'''

impl SphereBasis {
    /// Create an S2 basis with `n_phi` longitudes and `n_theta` degrees.
    pub fn new(
        coords: SphericalCoordinates,
        shape: (usize, usize),
        radius: f64,
        dealias: f64,
        dtype: Dtype,
    ) -> Result<Self, BasisError> {
        let (n_phi, n_theta) = shape;
        if n_phi == 0 || n_phi % 2 != 0 || n_theta == 0 {
            return Err(BasisError::InvalidParameter(format!(
                "sphere shape must have even positive n_phi and positive n_theta, got {shape:?}"
            )));
        }
        if !(radius > 0.0) {
            return Err(BasisError::InvalidParameter(format!("radius must be positive, got {radius}")));
        }
        let phi_grid_size = grid_size_for(n_phi, dealias)?;
        let theta_grid_size = grid_size_for(n_theta, dealias)?;
        let l_max = n_theta - 1;

        let (x, w) = gauss_legendre(theta_grid_size)?;
        // Descending cos θ is ascending θ.
        let cos_theta: Vec<f64> = x.iter().rev().copied().collect();
        let weights: Vec<f64> = w.iter().rev().copied().collect();
        let theta = cos_theta.iter().map(|c| c.acos()).collect();
        let sin_theta = cos_theta.iter().map(|c| (1.0 - c * c).sqrt()).collect();

        let half = n_phi as i64 / 2;
        let m_values: Vec<i64> = match dtype {
            Dtype::Real => (0..half).collect(),
            Dtype::Complex => (0..n_phi as i64)
                .map(|i| if i < half { i } else { i - n_phi as i64 })
                .filter(|&m| m != -half)
                .collect(),
        };
        let orders = m_values
            .into_iter()
            .filter(|m| m.unsigned_abs() as usize <= l_max)
            .map(|m| {
                let am = m.unsigned_abs() as usize;
                let (values, dtheta) = cos_theta
                    .iter()
                    .map(|&c| assoc_legendre_with_derivative(am, l_max, c))
                    .unzip();
                OrderTable { m, values, dtheta }
            })
            .collect();

        let mut planner = FftPlanner::<f64>::new();
        Ok(Self {
            coords,
            n_phi,
            n_theta,
            dealias,
            dtype,
            radius,
            phi_grid_size,
            l_max,
            theta,
            cos_theta,
            sin_theta,
            weights,
            orders,
            forward: planner.plan_fft_forward(phi_grid_size),
            inverse: planner.plan_fft_inverse(phi_grid_size),
        })
    }

    pub fn coords(&self) -> &SphericalCoordinates {
        &self.coords
    }

    pub fn shape(&self) -> (usize, usize) {
        (self.n_phi, self.n_theta)
    }

    pub fn dtype(&self) -> Dtype {
        self.dtype
    }

    pub fn dealias(&self) -> f64 {
        self.dealias
    }

    pub fn radius(&self) -> f64 {
        self.radius
    }

    pub fn l_max(&self) -> usize {
        self.l_max
    }

    /// Grid shape (n_φ, n_θ).
    pub fn grid_shape(&self) -> (usize, usize) {
        (self.phi_grid_size, self.theta.len())
    }

    /// Number of stored azimuthal orders.
    pub fn n_orders(&self) -> usize {
        self.orders.len()
    }

    /// Azimuthal order of storage index `mi`.
    pub fn m(&self, mi: usize) -> i64 {
        self.orders[mi].m
    }

    /// Degrees ℓ = |m| ..= ℓ_max stored for order index `mi`.
    pub fn ells(&self, mi: usize) -> std::ops::RangeInclusive<usize> {
        self.orders[mi].m.unsigned_abs() as usize..=self.l_max
    }

    pub fn n_ells(&self, mi: usize) -> usize {
        self.l_max + 1 - self.orders[mi].m.unsigned_abs() as usize
    }

    pub fn phi_grid(&self) -> Vec<f64> {
        let dphi = 2.0 * PI / self.phi_grid_size as f64;
        (0..self.phi_grid_size).map(|j| dphi * j as f64).collect()
    }

    pub fn theta_grid(&self) -> &[f64] {
        &self.theta
    }

    pub fn sin_theta(&self) -> &[f64] {
        &self.sin_theta
    }

    /// Gauss-Legendre weights in cos θ, aligned with [`Self::theta_grid`].
    pub fn theta_weights(&self) -> &[f64] {
        &self.weights
    }

    fn phi_index(&self, m: i64) -> usize {
        if m >= 0 {
            m as usize
        } else {
            (self.phi_grid_size as i64 + m) as usize
        }
    }

    /// Azimuthal forward transform of one grid line, returning one
    /// coefficient per stored order.
    pub fn phi_forward(&self, line: &[Complex64]) -> Result<Vec<Complex64>, BasisError> {
        check_len("sphere phi_forward", self.phi_grid_size, line.len())?;
        let mut buf = line.to_vec();
        self.forward.process(&mut buf);
        let scale = 1.0 / self.phi_grid_size as f64;
        Ok(self.orders.iter().map(|o| buf[self.phi_index(o.m)] * scale).collect())
    }

    /// Azimuthal backward transform to one grid line.
    pub fn phi_backward(&self, coeffs: &[Complex64]) -> Result<Vec<Complex64>, BasisError> {
        check_len("sphere phi_backward", self.orders.len(), coeffs.len())?;
        let mut buf = vec![Complex64::new(0.0, 0.0); self.phi_grid_size];
        for (o, c) in self.orders.iter().zip(coeffs) {
            buf[self.phi_index(o.m)] += c;
            if self.dtype == Dtype::Real && o.m > 0 {
                buf[self.phi_index(-o.m)] += c.conj();
            }
        }
        self.inverse.process(&mut buf);
        if self.dtype == Dtype::Real {
            for v in &mut buf {
                v.im = 0.0;
            }
        }
        Ok(buf)
    }

    /// Colatitude forward transform of order `mi`: c_ℓ = √(2π) Σ_j w_j P̄_ℓ^m g_j.
    pub fn scalar_forward(&self, mi: usize, g: &[Complex64]) -> Result<Vec<Complex64>, BasisError> {
        check_len("sphere scalar_forward", self.theta.len(), g.len())?;
        let table = &self.orders[mi];
        let norm = (2.0 * PI).sqrt();
        let mut out = vec![Complex64::new(0.0, 0.0); self.n_ells(mi)];
        for (j, gj) in g.iter().enumerate() {
            let wg = gj * (self.weights[j] * norm);
            for (l, p) in table.values[j].iter().enumerate() {
                out[l] += wg * *p;
            }
        }
        Ok(out)
    }

    /// Colatitude backward transform of order `mi`.
    pub fn scalar_backward(&self, mi: usize, c: &[Complex64]) -> Result<Vec<Complex64>, BasisError> {
        check_len("sphere scalar_backward", self.n_ells(mi), c.len())?;
        let table = &self.orders[mi];
        let norm = 1.0 / (2.0 * PI).sqrt();
        Ok(table
            .values
            .iter()
            .map(|row| row.iter().zip(c).map(|(p, cl)| cl * (*p * norm)).sum())
            .collect())
    }

    /// Vector forward transform of order `mi` from grid components
    /// (u_φ, u_θ, u_r) to harmonic coefficients (R, s̃, t̃).
    pub fn vector_forward(
        &self,
        mi: usize,
        u_phi: &[Complex64],
        u_theta: &[Complex64],
        u_r: &[Complex64],
    ) -> Result<[Vec<Complex64>; 3], BasisError> {
        let nt = self.theta.len();
        check_len("sphere vector_forward", nt, u_phi.len())?;
        check_len("sphere vector_forward", nt, u_theta.len())?;
        let radial = self.scalar_forward(mi, u_r)?;
        let table = &self.orders[mi];
        let am = table.m.unsigned_abs() as usize;
        let im = Complex64::new(0.0, table.m as f64);
        let norm = (2.0 * PI).sqrt();
        let n = self.n_ells(mi);
        let mut s = vec![Complex64::new(0.0, 0.0); n];
        let mut t = vec![Complex64::new(0.0, 0.0); n];
        for j in 0..nt {
            let w = self.weights[j] * norm;
            let inv_sin = 1.0 / self.sin_theta[j];
            for l in 0..n {
                let p = table.values[j][l];
                let dp = table.dtheta[j][l];
                s[l] += (u_theta[j] * dp - im * u_phi[j] * (p * inv_sin)) * w;
                t[l] += (im * u_theta[j] * (p * inv_sin) + u_phi[j] * dp) * w;
            }
        }
        for l in 0..n {
            let ell = am + l;
            if ell == 0 {
                s[l] = Complex64::new(0.0, 0.0);
                t[l] = Complex64::new(0.0, 0.0);
            } else {
                let scale = 1.0 / ((ell * (ell + 1)) as f64).sqrt();
                s[l] *= scale;
                t[l] *= scale;
            }
        }
        Ok([radial, s, t])
    }

    /// Vector backward transform of order `mi` from (R, s̃, t̃) to grid
    /// components (u_φ, u_θ, u_r).
    pub fn vector_backward(
        &self,
        mi: usize,
        coeffs: [&[Complex64]; 3],
    ) -> Result<[Vec<Complex64>; 3], BasisError> {
        let [radial, s, t] = coeffs;
        let n = self.n_ells(mi);
        check_len("sphere vector_backward", n, s.len())?;
        check_len("sphere vector_backward", n, t.len())?;
        let u_r = self.scalar_backward(mi, radial)?;
        let table = &self.orders[mi];
        let am = table.m.unsigned_abs() as usize;
        let im = Complex64::new(0.0, table.m as f64);
        let norm = 1.0 / (2.0 * PI).sqrt();
        let nt = self.theta.len();
        let mut u_phi = vec![Complex64::new(0.0, 0.0); nt];
        let mut u_theta = vec![Complex64::new(0.0, 0.0); nt];
        for l in 0..n {
            let ell = am + l;
            if ell == 0 {
                continue;
            }
            let scale = norm / ((ell * (ell + 1)) as f64).sqrt();
            let (sl, tl) = (s[l] * scale, t[l] * scale);
            for j in 0..nt {
                let p = table.values[j][l];
                let dp = table.dtheta[j][l];
                let p_sin = p / self.sin_theta[j];
                u_theta[j] += sl * dp - im * tl * p_sin;
                u_phi[j] += im * sl * p_sin + tl * dp;
            }
        }
        Ok([u_phi, u_theta, u_r])
    }

    /// Evaluate scalar coefficients of order `mi` at an arbitrary colatitude.
    pub fn scalar_at_theta(&self, mi: usize, c: &[Complex64], theta: f64) -> Result<Complex64, BasisError> {
        check_len("sphere scalar_at_theta", self.n_ells(mi), c.len())?;
        let am = self.orders[mi].m.unsigned_abs() as usize;
        let p = assoc_legendre(am, self.l_max, theta.cos());
        let norm = 1.0 / (2.0 * PI).sqrt();
        Ok(p.iter().zip(c).map(|(pl, cl)| cl * (pl * norm)).sum())
    }

    /// Evaluate per-order coefficients at an arbitrary longitude.
    pub fn value_at_phi(&self, coeffs: &[Complex64], phi: f64) -> Result<Complex64, BasisError> {
        check_len("sphere value_at_phi", self.orders.len(), coeffs.len())?;
        let mut sum = Complex64::new(0.0, 0.0);
        for (o, c) in self.orders.iter().zip(coeffs) {
            let e = Complex64::from_polar(1.0, o.m as f64 * phi);
            sum += c * e;
            if self.dtype == Dtype::Real && o.m > 0 {
                sum += c.conj() * e.conj();
            }
        }
        Ok(sum)
    }
}
//! Polynomial evaluation and quadrature.
//!
//! This module provides:
//! - Orthonormal Jacobi polynomials with derivative jets
//! - Gauss-Jacobi, Gauss-Legendre and Gauss-Chebyshev quadrature
//! - Normalized associated Legendre functions for spherical harmonics

mod jacobi;
mod legendre;
mod quadrature;

pub use jacobi::{JET_DEPTH, JacobiFamily, Jet, gamma_half_integer, jacobi_mass};
pub use legendre::{assoc_legendre, assoc_legendre_with_derivative};
pub use quadrature::{gauss_chebyshev, gauss_jacobi, gauss_legendre};
fn cartesian_grad(f: &mut Field, c: &CartesianSpace) -> Result<Field, ExprError> {
    let ncomp = f.n_components();
    let mut out = Vec::with_capacity(ncomp * c.dim() * f.coeff()?.len() / ncomp.max(1));
    for axis in 0..c.dim() {
        out.extend(partial_coeff(f.coeff()?, c, ncomp, axis)?);
    }
    with_coeff(Space::Cartesian(c.clone()), f.rank() + 1, out)
}

fn cartesian_div(f: &mut Field, c: &CartesianSpace) -> Result<Field, ExprError> {
    if f.rank() == 0 {
        return Err(ExprError::RankMismatch {
            op: "div",
            left: 0,
            right: 1,
        });
    }
    let dim = c.dim();
    let ncomp = f.n_components();
    let inner = ncomp / dim;
    let coeff = f.coeff()?;
    let block = coeff.len() / dim;
    let mut out = vec![ZERO; block];
    for axis in 0..dim {
        let d = partial_coeff(&coeff[axis * block..(axis + 1) * block], c, inner, axis)?;
        out.iter_mut().zip(&d).for_each(|(o, v)| *o += v);
    }
    with_coeff(Space::Cartesian(c.clone()), f.rank() - 1, out)
}

fn cartesian_curl(f: &mut Field, c: &CartesianSpace) -> Result<Field, ExprError> {
    if f.rank() != 1 || c.dim() != 3 {
        return Err(ExprError::Unsupported {
            op: "curl",
            reason: "Cartesian curl needs a vector in three dimensions".into(),
        });
    }
    let coeff = f.coeff()?;
    let per = coeff.len() / 3;
    let d = |comp: usize, axis: usize| partial_coeff(&coeff[comp * per..(comp + 1) * per], c, 1, axis);
    let mut out = Vec::with_capacity(coeff.len());
    for i in 0..3 {
        let (j, k) = ((i + 1) % 3, (i + 2) % 3);
        let (a, b) = (d(k, j)?, d(j, k)?);
        out.extend(a.iter().zip(&b).map(|(p, q)| p - q));
    }
    with_coeff(Space::Cartesian(c.clone()), 1, out)
}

'''

__EXERCISE AIM__: From the records above, copy each line in which the string "radial" occurs.

__SOLVED EXERCISE__:
        let radial = self.scalar_forward(mi, u_r)?;
        Ok([radial, s, t])
        let [radial, s, t] = coeffs;
        let u_r = self.scalar_backward(mi, radial)?;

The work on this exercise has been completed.